This week, I spent half an hour speaking (or, more accurately, listening) to a patient who had undergone uneventful cataract surgery with a result of 20/20 UCVA in one eye and 20/40 in his second eye. Although the visual acuity of his second eye was easily correctable to 20/20 with a minimal prescription, the patient was irate about what he perceived to be a terrible outcome of his surgery. He conducted himself as if he had suffered an expulsive hemorrhage or endophthalmitis. Although most of my patients have more reasonable expectations or better outcomes, I encounter at least one patient a week who fits this mold.
My practice may be a little different than most, but I would suggest that we ophthalmologists are facing a growing trend of more demanding cataract patients. They expect a painless procedure, a rapid return of quality UCVA, and safety. As a refractive cataract surgeon, I embrace these patients. They force us to push the envelope, develop better technology, improve our skills, and simply make cataract surgery more successful. The first step, of course, is to make certain that our patients have reasonable expectations before we bring them to the OR and then to give them our best effort.

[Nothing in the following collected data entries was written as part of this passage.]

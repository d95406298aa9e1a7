//! The Engine: transaction state machine, public statement API, and the
//! glue between the Resource ID Resolver, Update Buffer, Ontology
//! Decomposer, Blank-Node Buffer, Flush/Commit Engine, and Observer
//! Registry.

mod blank;
mod buffer;
mod decomposer;
mod flush;
mod observer;
mod resolver;
mod volume;

pub use observer::{Observer, ObserverEvent};

use std::collections::HashMap;
use std::path::Path;
use std::sync::atomic::{AtomicU32, Ordering};
use std::time::{SystemTime, UNIX_EPOCH};

use redb::{Database, Savepoint, WriteTransaction};
use tracing::{debug, info, instrument, warn};

use crate::config::EngineConfig;
use crate::error::{EngineError, Result, StorageError};
use crate::ontology::Ontology;
use crate::sparql_text::{self, ObjectToken};
use crate::store::{
    EngineMetadata, METADATA_KEY, METADATA_TABLE, ROOT_TABLE, SCHEMA_VERSION, TYPE_TABLE,
    URI_INDEX_TABLE,
};
use crate::types::ResourceId;

use blank::BlankNodeBuffer;
use buffer::UpdateBuffer;
use observer::ObserverRegistry;

/// Insert or delete, the two mutating entry points every statement goes
/// through.
#[derive(Clone, Copy, Debug, PartialEq, Eq)]
pub enum Op {
    Insert,
    Delete,
}

/// Transaction state machine: `Idle -> InTxn -> (Committing|RollingBack) ->
/// Idle`.
#[derive(Clone, Copy, Debug, PartialEq, Eq)]
pub enum TransactionState {
    Idle,
    InTxn,
    Committing,
    RollingBack,
}

/// The write-path engine. Single-threaded and cooperative: mutating
/// operations take `&mut self`, and there is exactly one active transaction
/// at a time.
pub struct Engine {
    db: Database,
    ontology: Ontology,
    #[allow(dead_code)] // retained for reopen/tuning; redb manages its own cache
    config: EngineConfig,
    state: TransactionState,
    txn: Option<WriteTransaction>,
    sparql_savepoint: Option<Savepoint>,
    id_counter: AtomicU32,
    modseq_counter: AtomicU32,
    resource_cache: HashMap<String, ResourceId>,
    buffer: UpdateBuffer,
    blank: BlankNodeBuffer,
    observers: ObserverRegistry,
    fts: crate::fts::FtsIndex,
}

impl Engine {
    /// Opens or creates the database at `path`, seeding the resource id and
    /// modseq counters from the existing store.
    #[instrument(skip(ontology, config), fields(path = %path.as_ref().display()))]
    pub fn open(path: impl AsRef<Path>, ontology: Ontology, config: EngineConfig) -> Result<Self> {
        config.validate()?;
        let db = Database::create(path.as_ref())?;

        {
            let write = db.begin_write()?;
            {
                let _ = write.open_table(ROOT_TABLE)?;
                let _ = write.open_table(URI_INDEX_TABLE)?;
                let _ = write.open_multimap_table(TYPE_TABLE)?;
                let mut metadata_table = write.open_table(METADATA_TABLE)?;
                match metadata_table.get(METADATA_KEY)? {
                    None => {
                        let metadata = EngineMetadata::new(unix_now());
                        let bytes = bincode::serialize(&metadata)?;
                        metadata_table.insert(METADATA_KEY, bytes.as_slice())?;
                        debug!("initialized new engine metadata");
                    }
                    Some(bytes) => {
                        let existing: EngineMetadata = bincode::deserialize(bytes.value())?;
                        if existing.schema_version != SCHEMA_VERSION {
                            warn!(
                                expected = SCHEMA_VERSION,
                                found = existing.schema_version,
                                "schema version mismatch"
                            );
                            return Err(EngineError::Storage(StorageError::SchemaVersionMismatch {
                                expected: SCHEMA_VERSION,
                                found: existing.schema_version,
                            }));
                        }
                    }
                }
            }
            write.commit()?;
        }

        let (max_id, max_modseq) = {
            let read = db.begin_read()?;
            resolver::seed_counters(&read)?
        };
        info!(max_id, max_modseq, "engine opened");

        Ok(Self {
            db,
            ontology,
            config,
            state: TransactionState::Idle,
            txn: None,
            sparql_savepoint: None,
            id_counter: AtomicU32::new(max_id),
            modseq_counter: AtomicU32::new(max_modseq),
            resource_cache: HashMap::new(),
            buffer: UpdateBuffer::new(),
            blank: BlankNodeBuffer::new(),
            observers: ObserverRegistry::new(),
            fts: crate::fts::FtsIndex::new(),
        })
    }

    /// Returns the ontology this engine was opened with.
    pub fn ontology(&self) -> &Ontology {
        &self.ontology
    }

    pub fn state(&self) -> TransactionState {
        self.state
    }

    /// Registers an insert observer. Append-only: there is no way to
    /// unregister.
    pub fn on_insert(&mut self, observer: Observer) {
        self.observers.on_insert(observer);
    }

    /// Registers a delete observer.
    pub fn on_delete(&mut self, observer: Observer) {
        self.observers.on_delete(observer);
    }

    /// Registers a commit observer.
    pub fn on_commit(&mut self, observer: Box<dyn FnMut() + Send>) {
        self.observers.on_commit(observer);
    }

    /// Registers a rollback observer.
    pub fn on_rollback(&mut self, observer: Box<dyn FnMut() + Send>) {
        self.observers.on_rollback(observer);
    }

    /// Begins a new transaction. Valid only from `Idle`.
    #[instrument(skip(self))]
    pub fn begin(&mut self) -> Result<()> {
        self.require_state(TransactionState::Idle)?;
        let txn = self.db.begin_write()?;
        self.txn = Some(txn);
        self.state = TransactionState::InTxn;
        self.fts.init();
        Ok(())
    }

    /// Commits the active transaction: flushes every staged resource in
    /// dependency order, synchronizes the fts index, closes the backing
    /// transaction, clears buffers, and fires commit observers.
    #[instrument(skip(self))]
    pub fn commit(&mut self) -> Result<()> {
        self.require_state(TransactionState::InTxn)?;
        self.state = TransactionState::Committing;

        self.blank_flush_remaining()?;
        self.flush_all()?;

        let txn = self
            .txn
            .take()
            .ok_or_else(|| EngineError::internal("commit: no active transaction"))?;
        txn.commit()?;

        self.buffer.clear();
        self.blank.clear();
        self.sparql_savepoint = None;
        self.state = TransactionState::Idle;
        self.observers.fire_commit();
        Ok(())
    }

    /// Discards all buffers, aborts the backing transaction, calls
    /// `fts_rollback`, and fires rollback observers.
    #[instrument(skip(self))]
    pub fn rollback(&mut self) -> Result<()> {
        self.require_state(TransactionState::InTxn)?;
        self.state = TransactionState::RollingBack;

        if let Some(txn) = self.txn.take() {
            txn.abort()?;
        }
        self.buffer.clear();
        self.blank.clear();
        self.resource_cache.clear();
        self.sparql_savepoint = None;
        self.fts.rollback();

        self.state = TransactionState::Idle;
        self.observers.fire_rollback();
        Ok(())
    }

    fn require_state(&self, expected: TransactionState) -> Result<()> {
        if self.state != expected {
            return Err(EngineError::internal(format!(
                "invalid transaction state: expected {expected:?}, found {:?}",
                self.state
            )));
        }
        Ok(())
    }

    /// `insert_statement`: auto-dispatches between resource-object and
    /// literal-object handling by consulting the ontology datatype.
    pub fn insert_statement(
        &mut self,
        graph: Option<&str>,
        subject: &str,
        predicate: &str,
        object: &str,
    ) -> Result<()> {
        self.statement(Op::Insert, graph, subject, predicate, ObjectToken::Bare(object.to_string()))
    }

    /// `insert_statement_with_uri`: bypasses dispatch, enforces the
    /// property's datatype is `resource`.
    pub fn insert_statement_with_uri(
        &mut self,
        graph: Option<&str>,
        subject: &str,
        predicate: &str,
        object: &str,
    ) -> Result<()> {
        self.statement(Op::Insert, graph, subject, predicate, ObjectToken::Uri(object.to_string()))
    }

    /// `insert_statement_with_string`: bypasses dispatch, enforces the
    /// property's datatype is not `resource`.
    pub fn insert_statement_with_string(
        &mut self,
        graph: Option<&str>,
        subject: &str,
        predicate: &str,
        object: &str,
    ) -> Result<()> {
        self.statement(Op::Insert, graph, subject, predicate, ObjectToken::String(object.to_string()))
    }

    /// `delete_statement`: mirrors `insert_statement`'s auto-dispatch.
    pub fn delete_statement(
        &mut self,
        graph: Option<&str>,
        subject: &str,
        predicate: &str,
        object: &str,
    ) -> Result<()> {
        self.statement(Op::Delete, graph, subject, predicate, ObjectToken::Bare(object.to_string()))
    }

    fn statement(
        &mut self,
        op: Op,
        graph: Option<&str>,
        subject: &str,
        predicate: &str,
        object: ObjectToken,
    ) -> Result<()> {
        self.require_state(TransactionState::InTxn)?;
        let result = self.decompose(op, graph, subject, predicate, object);
        if result.is_err() {
            // A decomposer error clears the update buffer, discarding
            // pending staged changes for every subject in this transaction,
            // not just the offending one.
            self.buffer.clear();
        }
        result
    }

    /// Parses and executes a tiny line-oriented update-text dialect (see
    /// [`crate::sparql_text`]), wrapped in a `sparql` savepoint: on failure,
    /// the update buffer is cleared, the savepoint is restored, rollback
    /// observers fire, and the outer transaction stays live; on success the
    /// savepoint is released. Nested savepoints are not supported — a
    /// second call while one is outstanding fails fast.
    #[instrument(skip(self, text))]
    pub fn execute_update_text(&mut self, text: &str) -> Result<()> {
        self.execute_update_text_returning_blank_nodes(text).map(|_| ())
    }

    /// As [`Engine::execute_update_text`], additionally returning the
    /// materialized blank-node URIs produced during execution.
    pub fn execute_update_text_returning_blank_nodes(&mut self, text: &str) -> Result<Vec<String>> {
        self.require_state(TransactionState::InTxn)?;
        if self.sparql_savepoint.is_some() {
            return Err(EngineError::internal("nested sparql savepoints are not supported"));
        }

        let statements = sparql_text::parse(text)?;
        let before = self.blank.materialized_labels();

        let savepoint = {
            let txn = self.active_txn_mut()?;
            txn.ephemeral_savepoint()?
        };
        self.sparql_savepoint = Some(savepoint);

        let mut failed = None;
        for stmt in statements {
            let op = match stmt.op {
                sparql_text::Op::Insert => Op::Insert,
                sparql_text::Op::Delete => Op::Delete,
            };
            let result = self.decompose(op, stmt.graph.as_deref(), &stmt.subject, &stmt.predicate, stmt.object);
            if let Err(e) = result {
                failed = Some(e);
                break;
            }
        }

        if failed.is_none() {
            if let Err(e) = self.blank_flush_remaining() {
                failed = Some(e);
            }
        }

        match failed {
            None => {
                let savepoint = self.sparql_savepoint.take();
                drop(savepoint);
                Ok(self.blank.materialized_since(&before))
            }
            Some(err) => {
                self.buffer.clear();
                if let Some(savepoint) = self.sparql_savepoint.take() {
                    let txn = self.active_txn_mut()?;
                    txn.restore_savepoint(&savepoint)?;
                }
                self.observers.fire_rollback();
                Err(err)
            }
        }
    }

    fn active_txn(&self) -> Result<&WriteTransaction> {
        self.txn.as_ref().ok_or_else(|| EngineError::internal("no active transaction"))
    }

    fn active_txn_mut(&mut self) -> Result<&mut WriteTransaction> {
        self.txn.as_mut().ok_or_else(|| EngineError::internal("no active transaction"))
    }
}

pub(crate) fn unix_now() -> u32 {
    SystemTime::now()
        .duration_since(UNIX_EPOCH)
        .map(|d| d.as_secs() as u32)
        .unwrap_or(0)
}

#[cfg(test)]
mod tests {
    use super::*;
    use crate::ontology::reference_ontology;

    fn open_engine() -> (Engine, tempfile::TempDir) {
        let dir = tempfile::tempdir().unwrap();
        let engine = Engine::open(dir.path().join("t.redb"), reference_ontology(), EngineConfig::default()).unwrap();
        (engine, dir)
    }

    #[test]
    fn begin_requires_idle_state() {
        let (mut engine, _dir) = open_engine();
        engine.begin().unwrap();
        assert!(engine.begin().is_err());
    }

    #[test]
    fn commit_requires_active_transaction() {
        let (mut engine, _dir) = open_engine();
        assert!(engine.commit().is_err());
    }

    #[test]
    fn state_returns_to_idle_after_commit() {
        let (mut engine, _dir) = open_engine();
        engine.begin().unwrap();
        engine.commit().unwrap();
        assert_eq!(engine.state(), TransactionState::Idle);
    }

    #[test]
    fn state_returns_to_idle_after_rollback() {
        let (mut engine, _dir) = open_engine();
        engine.begin().unwrap();
        engine.rollback().unwrap();
        assert_eq!(engine.state(), TransactionState::Idle);
    }
}
//! Integration tests for the statement API's concrete write-path scenarios:
//! typed-resource creation, single-valued conflicts, multi-valued dedup,
//! blank-node sharing, and rename via `tracker:uri`.

use std::sync::{Arc, Mutex};

use tempfile::tempdir;
use tracker_update_engine::{ontology::reference_ontology, Engine, EngineConfig, EngineError};

fn open_engine() -> (Engine, tempfile::TempDir) {
    let dir = tempdir().unwrap();
    let engine = Engine::open(dir.path().join("store.redb"), reference_ontology(), EngineConfig::default()).unwrap();
    (engine, dir)
}

// ============================================================================
// Scenario 1: create typed resource
// ============================================================================

#[test]
fn create_typed_resource_reaches_super_class_closure() {
    let (mut engine, _dir) = open_engine();
    let document = engine.ontology().class_by_uri("nfo:Document").unwrap();
    let info_element = engine.ontology().class_by_uri("nie:InformationElement").unwrap();

    engine.begin().unwrap();
    engine
        .insert_statement(None, "http://x/a", "rdf:type", "nfo:Document")
        .unwrap();
    engine.commit().unwrap();

    // nfo:Document's super-class nie:InformationElement also gained an
    // instance, even though only the leaf type was inserted.
    assert_eq!(engine.ontology().instance_count(document), 1);
    assert_eq!(engine.ontology().instance_count(info_element), 1);
}

// ============================================================================
// Scenario 2: single-valued conflict
// ============================================================================

#[test]
fn single_valued_conflict_rejects_second_value() {
    let (mut engine, _dir) = open_engine();
    engine.begin().unwrap();
    engine
        .insert_statement(None, "http://x/a", "rdf:type", "nie:InformationElement")
        .unwrap();
    engine
        .insert_statement(None, "http://x/a", "nie:title", "A")
        .unwrap();
    let err = engine.insert_statement(None, "http://x/a", "nie:title", "B");
    assert!(matches!(err, Err(EngineError::Constraint(_))));
    engine.rollback().unwrap();
}

// ============================================================================
// Scenario 3: multi-valued dedup
// ============================================================================

#[test]
fn multi_valued_property_deduplicates_repeated_inserts() {
    let (mut engine, _dir) = open_engine();
    let insert_count = Arc::new(Mutex::new(0usize));
    let insert_count_writer = insert_count.clone();
    engine.on_insert(Box::new(move |event| {
        if event.predicate == "nao:hasTag" {
            *insert_count_writer.lock().unwrap() += 1;
        }
    }));

    engine.begin().unwrap();
    engine
        .insert_statement(None, "http://x/a", "rdf:type", "nie:InformationElement")
        .unwrap();
    engine
        .insert_statement_with_uri(None, "http://x/a", "nao:hasTag", "http://x/t1")
        .unwrap();
    engine
        .insert_statement_with_uri(None, "http://x/a", "nao:hasTag", "http://x/t1")
        .unwrap();
    engine
        .insert_statement_with_uri(None, "http://x/a", "nao:hasTag", "http://x/t2")
        .unwrap();
    engine.commit().unwrap();

    // The repeated t1 insert did not fire a second observer event.
    assert_eq!(*insert_count.lock().unwrap(), 2);
}

// ============================================================================
// Scenario 4: blank-node sharing
// ============================================================================

#[test]
fn blank_node_materializes_same_uri_across_separate_transactions() {
    let (mut engine, _dir) = open_engine();

    engine.begin().unwrap();
    engine
        .insert_statement(None, ":b0", "rdf:type", "nao:Tag")
        .unwrap();
    engine
        .insert_statement(None, ":b0", "nao:prefLabel", "red")
        .unwrap();
    engine.commit().unwrap();

    engine.begin().unwrap();
    engine
        .insert_statement(None, ":b0", "rdf:type", "nao:Tag")
        .unwrap();
    engine
        .insert_statement(None, ":b0", "nao:prefLabel", "red")
        .unwrap();
    engine.commit().unwrap();

    let tag = engine.ontology().class_by_uri("nao:Tag").unwrap();
    // Both transactions resolved to the same materialized resource, so the
    // instance count for nao:Tag is 1, not 2.
    assert_eq!(engine.ontology().instance_count(tag), 1);
}

// ============================================================================
// Scenario 5: rename via tracker:uri
// ============================================================================

#[test]
fn rename_updates_uri_for_the_same_resource() {
    let (mut engine, _dir) = open_engine();
    engine.begin().unwrap();
    engine
        .insert_statement(None, "http://x/a", "rdf:type", "nie:InformationElement")
        .unwrap();
    engine.commit().unwrap();

    engine.begin().unwrap();
    engine
        .insert_statement(None, "http://x/a", "tracker:uri", "http://x/b")
        .unwrap();
    engine.commit().unwrap();

    // The old URI no longer names a resource; a fresh insert against it
    // starts a brand-new subject rather than reusing the renamed one.
    engine.begin().unwrap();
    engine
        .insert_statement(None, "http://x/a", "rdf:type", "nao:Tag")
        .unwrap();
    engine.commit().unwrap();

    let info_element = engine.ontology().class_by_uri("nie:InformationElement").unwrap();
    let tag = engine.ontology().class_by_uri("nao:Tag").unwrap();
    assert_eq!(engine.ontology().instance_count(info_element), 1);
    assert_eq!(engine.ontology().instance_count(tag), 1);
}
//! Resource ID Resolver: URI ⇄ integer id, with an in-transaction cache
//! layered over the backing store.
//!
//! Ids and modseqs are allocated from process-wide `AtomicU32` counters,
//! seeded once at [`Engine::open`](super::Engine::open) from a scan of the
//! existing store — safe because there is exactly one writer.

use std::collections::HashMap;
use std::sync::atomic::{AtomicU32, Ordering};

use redb::{ReadableTable, WriteTransaction};

use super::unix_now;

use crate::error::Result;
use crate::store::{ResourceRow, ROOT_TABLE, URI_INDEX_TABLE};
use crate::types::{ModSeq, ResourceId};

/// Returns an existing resource id for `uri`, or [`ResourceId::NONE`] if it
/// has never been seen. Consults `cache` first, then the store.
pub fn resolve(
    txn: &WriteTransaction,
    cache: &mut HashMap<String, ResourceId>,
    uri: &str,
) -> Result<ResourceId> {
    if let Some(id) = cache.get(uri) {
        return Ok(*id);
    }
    let table = txn.open_table(URI_INDEX_TABLE)?;
    let id = match table.get(uri)? {
        Some(value) => ResourceId(value.value()),
        None => ResourceId::NONE,
    };
    if !id.is_none() {
        cache.insert(uri.to_string(), id);
    }
    Ok(id)
}

/// Returns the existing resource id for `uri`, creating a new
/// `rdfs:Resource` row if absent. Caches the result either way.
pub fn ensure(
    txn: &WriteTransaction,
    cache: &mut HashMap<String, ResourceId>,
    id_counter: &AtomicU32,
    modseq_counter: &AtomicU32,
    uri: &str,
) -> Result<ResourceId> {
    let existing = resolve(txn, cache, uri)?;
    if !existing.is_none() {
        return Ok(existing);
    }

    let id = ResourceId(id_counter.fetch_add(1, Ordering::SeqCst) + 1);
    let modseq = next_modseq(modseq_counter);
    let now = unix_now();

    {
        let mut root = txn.open_table(ROOT_TABLE)?;
        let row = ResourceRow {
            uri: uri.to_string(),
            added: now,
            modified: modseq.0,
            available: true,
        };
        let bytes = bincode::serialize(&row)?;
        root.insert(id.0, bytes.as_slice())?;
    }
    {
        let mut index = txn.open_table(URI_INDEX_TABLE)?;
        index.insert(uri, id.0)?;
    }

    cache.insert(uri.to_string(), id);
    Ok(id)
}

/// Allocates the next modseq, stamped as `tracker:modified` on every
/// resource touched in a transaction.
pub fn next_modseq(modseq_counter: &AtomicU32) -> ModSeq {
    ModSeq(modseq_counter.fetch_add(1, Ordering::SeqCst) + 1)
}

/// Updates `tracker:modified` and, if `new_uri` is set, `Uri`/the reverse
/// index for `id` — the rename itself plus the modseq stamp.
pub fn touch(
    txn: &WriteTransaction,
    cache: &mut HashMap<String, ResourceId>,
    id: ResourceId,
    modseq: ModSeq,
    new_uri: Option<&str>,
) -> Result<()> {
    let mut root = txn.open_table(ROOT_TABLE)?;
    let mut row: ResourceRow = match root.get(id.0)? {
        Some(bytes) => bincode::deserialize(bytes.value())?,
        None => {
            return Err(crate::error::EngineError::internal(format!(
                "touch: resource {id} has no root row"
            )))
        }
    };
    row.modified = modseq.0;
    let old_uri = row.uri.clone();
    if let Some(new_uri) = new_uri {
        row.uri = new_uri.to_string();
    }
    let bytes = bincode::serialize(&row)?;
    root.insert(id.0, bytes.as_slice())?;
    drop(root);

    if let Some(new_uri) = new_uri {
        let mut index = txn.open_table(URI_INDEX_TABLE)?;
        index.remove(old_uri.as_str())?;
        index.insert(new_uri, id.0)?;
        drop(index);
        cache.remove(&old_uri);
        cache.insert(new_uri.to_string(), id);
    }
    Ok(())
}

/// Directly flips the `Available` bit on `id`'s root row. This lives on
/// `rdfs:Resource` itself rather than behind any ontology property, so
/// volume management touches it straight through the resolver rather than
/// the statement API.
pub fn set_available(txn: &WriteTransaction, id: ResourceId, available: bool) -> Result<()> {
    let mut root = txn.open_table(ROOT_TABLE)?;
    let mut row: ResourceRow = match root.get(id.0)? {
        Some(bytes) => bincode::deserialize(bytes.value())?,
        None => {
            return Err(crate::error::EngineError::internal(format!(
                "set_available: resource {id} has no root row"
            )))
        }
    };
    row.available = available;
    let bytes = bincode::serialize(&row)?;
    root.insert(id.0, bytes.as_slice())?;
    Ok(())
}

/// Scans `ROOT_TABLE` for the current maximum id and modseq, used once at
/// [`Engine::open`](super::Engine::open) to seed the process-wide counters.
pub fn seed_counters(txn: &redb::ReadTransaction) -> Result<(u32, u32)> {
    let table = match txn.open_table(ROOT_TABLE) {
        Ok(table) => table,
        Err(redb::TableError::TableDoesNotExist(_)) => return Ok((0, 0)),
        Err(e) => return Err(e.into()),
    };
    let mut max_id = 0u32;
    let mut max_modseq = 0u32;
    for entry in table.iter()? {
        let (key, value) = entry?;
        max_id = max_id.max(key.value());
        let row: ResourceRow = bincode::deserialize(value.value())?;
        max_modseq = max_modseq.max(row.modified);
    }
    Ok((max_id, max_modseq))
}

#[cfg(test)]
mod tests {
    use super::*;
    use crate::store::SCHEMA_VERSION;

    #[test]
    fn schema_version_is_one() {
        assert_eq!(SCHEMA_VERSION, 1);
    }

    #[test]
    fn ensure_then_resolve_round_trips() {
        let dir = tempfile::tempdir().unwrap();
        let db = redb::Database::create(dir.path().join("t.redb")).unwrap();
        let txn = db.begin_write().unwrap();
        let mut cache = HashMap::new();
        let id_counter = AtomicU32::new(0);
        let modseq_counter = AtomicU32::new(0);
        let id = ensure(&txn, &mut cache, &id_counter, &modseq_counter, "http://x/a").unwrap();
        assert!(!id.is_none());
        let resolved = resolve(&txn, &mut cache, "http://x/a").unwrap();
        assert_eq!(resolved, id);
        let again = ensure(&txn, &mut cache, &id_counter, &modseq_counter, "http://x/a").unwrap();
        assert_eq!(again, id);
    }

    #[test]
    fn touch_renames_uri_and_updates_index() {
        let dir = tempfile::tempdir().unwrap();
        let db = redb::Database::create(dir.path().join("t.redb")).unwrap();
        let txn = db.begin_write().unwrap();
        let mut cache = HashMap::new();
        let id_counter = AtomicU32::new(0);
        let modseq_counter = AtomicU32::new(0);
        let id = ensure(&txn, &mut cache, &id_counter, &modseq_counter, "http://x/a").unwrap();
        let modseq = next_modseq(&modseq_counter);
        touch(&txn, &mut cache, id, modseq, Some("http://x/b")).unwrap();
        assert!(resolve(&txn, &mut cache, "http://x/a").unwrap().is_none());
        assert_eq!(resolve(&txn, &mut cache, "http://x/b").unwrap(), id);
    }
}
//! Error types for the update engine.
//!
//! Mirrors the taxonomy laid out for the core: `UnknownClass`,
//! `UnknownProperty`, `InvalidType`, `Constraint`, `Storage`, `Internal`.
//! `EngineError` is the only error type returned by the public statement
//! API; `StorageError` wraps the backing redb store.

use thiserror::Error;

/// Result type alias for engine operations.
pub type Result<T> = std::result::Result<T, EngineError>;

/// Top-level error enum returned by all public engine operations.
#[derive(Debug, Error)]
pub enum EngineError {
    /// `rdf:type` object is not a known class in the ontology.
    #[error("unknown class: {0}")]
    UnknownClass(String),

    /// Predicate is neither a known property nor the virtual `tracker:uri`.
    #[error("unknown property: {0}")]
    UnknownProperty(String),

    /// `_with_uri` used on a literal-typed property, or `_with_string` used
    /// on a resource-typed property.
    #[error("invalid type for property '{property}': {reason}")]
    InvalidType {
        property: String,
        reason: String,
    },

    /// Domain violation, or a second value set on a single-valued property.
    #[error("constraint violation: {0}")]
    Constraint(String),

    /// Propagated from the backing store.
    #[error("storage error: {0}")]
    Storage(#[from] StorageError),

    /// A violated invariant. Fatal: callers should treat this as
    /// unrecoverable and terminate rather than continue transacting.
    #[error("internal invariant violated: {0}")]
    Internal(String),
}

impl EngineError {
    pub fn unknown_class(uri: impl Into<String>) -> Self {
        Self::UnknownClass(uri.into())
    }

    pub fn unknown_property(uri: impl Into<String>) -> Self {
        Self::UnknownProperty(uri.into())
    }

    pub fn invalid_type(property: impl Into<String>, reason: impl Into<String>) -> Self {
        Self::InvalidType {
            property: property.into(),
            reason: reason.into(),
        }
    }

    pub fn constraint(reason: impl Into<String>) -> Self {
        Self::Constraint(reason.into())
    }

    pub fn internal(reason: impl Into<String>) -> Self {
        Self::Internal(reason.into())
    }

    /// True for fatal errors: invariant violations the engine cannot
    /// recover from by clearing the buffer.
    pub fn is_fatal(&self) -> bool {
        matches!(self, Self::Internal(_))
    }
}

/// Storage-layer errors, wrapping the backing redb store.
#[derive(Debug, Error)]
pub enum StorageError {
    #[error("transaction error: {0}")]
    Transaction(String),

    #[error("commit failed: {0}")]
    Commit(String),

    #[error("table error: {0}")]
    Table(String),

    #[error("storage engine error: {0}")]
    Backend(String),

    #[error("savepoint error: {0}")]
    Savepoint(String),

    #[error("serialization error: {0}")]
    Serialization(String),

    #[error("database error: {0}")]
    Database(String),

    #[error("no active transaction")]
    NoActiveTransaction,

    #[error("schema version mismatch: expected {expected}, found {found}")]
    SchemaVersionMismatch { expected: u32, found: u32 },
}

impl From<redb::TransactionError> for StorageError {
    fn from(err: redb::TransactionError) -> Self {
        StorageError::Transaction(err.to_string())
    }
}

impl From<redb::CommitError> for StorageError {
    fn from(err: redb::CommitError) -> Self {
        StorageError::Commit(err.to_string())
    }
}

impl From<redb::TableError> for StorageError {
    fn from(err: redb::TableError) -> Self {
        StorageError::Table(err.to_string())
    }
}

impl From<redb::StorageError> for StorageError {
    fn from(err: redb::StorageError) -> Self {
        StorageError::Backend(err.to_string())
    }
}

impl From<redb::DatabaseError> for StorageError {
    fn from(err: redb::DatabaseError) -> Self {
        StorageError::Database(err.to_string())
    }
}

impl From<redb::SavepointError> for StorageError {
    fn from(err: redb::SavepointError) -> Self {
        StorageError::Savepoint(err.to_string())
    }
}

impl From<bincode::Error> for StorageError {
    fn from(err: bincode::Error) -> Self {
        StorageError::Serialization(err.to_string())
    }
}

// Convenience conversions straight to EngineError, through the two-level
// ladder (storage error -> top-level error).
impl From<redb::TransactionError> for EngineError {
    fn from(err: redb::TransactionError) -> Self {
        EngineError::Storage(err.into())
    }
}

impl From<redb::CommitError> for EngineError {
    fn from(err: redb::CommitError) -> Self {
        EngineError::Storage(err.into())
    }
}

impl From<redb::TableError> for EngineError {
    fn from(err: redb::TableError) -> Self {
        EngineError::Storage(err.into())
    }
}

impl From<redb::StorageError> for EngineError {
    fn from(err: redb::StorageError) -> Self {
        EngineError::Storage(err.into())
    }
}

impl From<redb::DatabaseError> for EngineError {
    fn from(err: redb::DatabaseError) -> Self {
        EngineError::Storage(err.into())
    }
}

impl From<redb::SavepointError> for EngineError {
    fn from(err: redb::SavepointError) -> Self {
        EngineError::Storage(err.into())
    }
}

impl From<bincode::Error> for EngineError {
    fn from(err: bincode::Error) -> Self {
        EngineError::Storage(err.into())
    }
}

#[cfg(test)]
mod tests {
    use super::*;

    #[test]
    fn fatal_only_for_internal() {
        assert!(EngineError::internal("bad state").is_fatal());
        assert!(!EngineError::constraint("dup").is_fatal());
    }

    #[test]
    fn display_messages() {
        let err = EngineError::unknown_class("nie:Foo");
        assert_eq!(err.to_string(), "unknown class: nie:Foo");
    }
}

Their demands may be daunting, but for some ophthalmologists, these patients represent an unparalleled opportunity. Meeting or exceeding patients' expectations is what grows a practice through word-of-mouth referrals. Rising to the challenge they present requires evaluating (and, when appropriate, adopting) techniques and new technology that improve our refractive cataract and corneal outcomes. The mission of Cataract & Refractive Surgery Today is to give readers the tools they need to succeed in this rarefied atmosphere. This edition focuses on optimizing refractive corneal and cataract outcomes. Articles cover how to decide between a toric IOL and an arcuate incision, pearls for laser vision correction, and ways to improve the ocular surface. Contributors also analyze market trends for premium IOLs, laser cataract surgery, and laser vision correction.
This brings me to the subject of education in refractive cataract surgery, which needs to begin earlier in our training. According to a recent article by the American Society of Cataract and Refractive Surgery Young Physicians and Residents Committee, 60% of residents had not implanted a toric IOL, and more than 75% had not implanted a presbyopia-correcting IOL. Nor had they performed LASIK or PRK. 1 From my perspective, many residents are unprepared for the challenges of modern refractive cataract surgery, and they need on-the-job training as they enter private practice. The future of our profession depends on residents' exposure to and education on refractive corneal and cataract surgery.
- Yeu E, Reeves SW, Wang L, Randleman JB; ASCRS Young Physicians and Residents Clinical Committee. Resident surgical experience with lens and corneal refractive surgery: survey of the ASCRS Young Physicians and Residents Membership. J Cataract Refract Surg. 2013;39(2):279-284.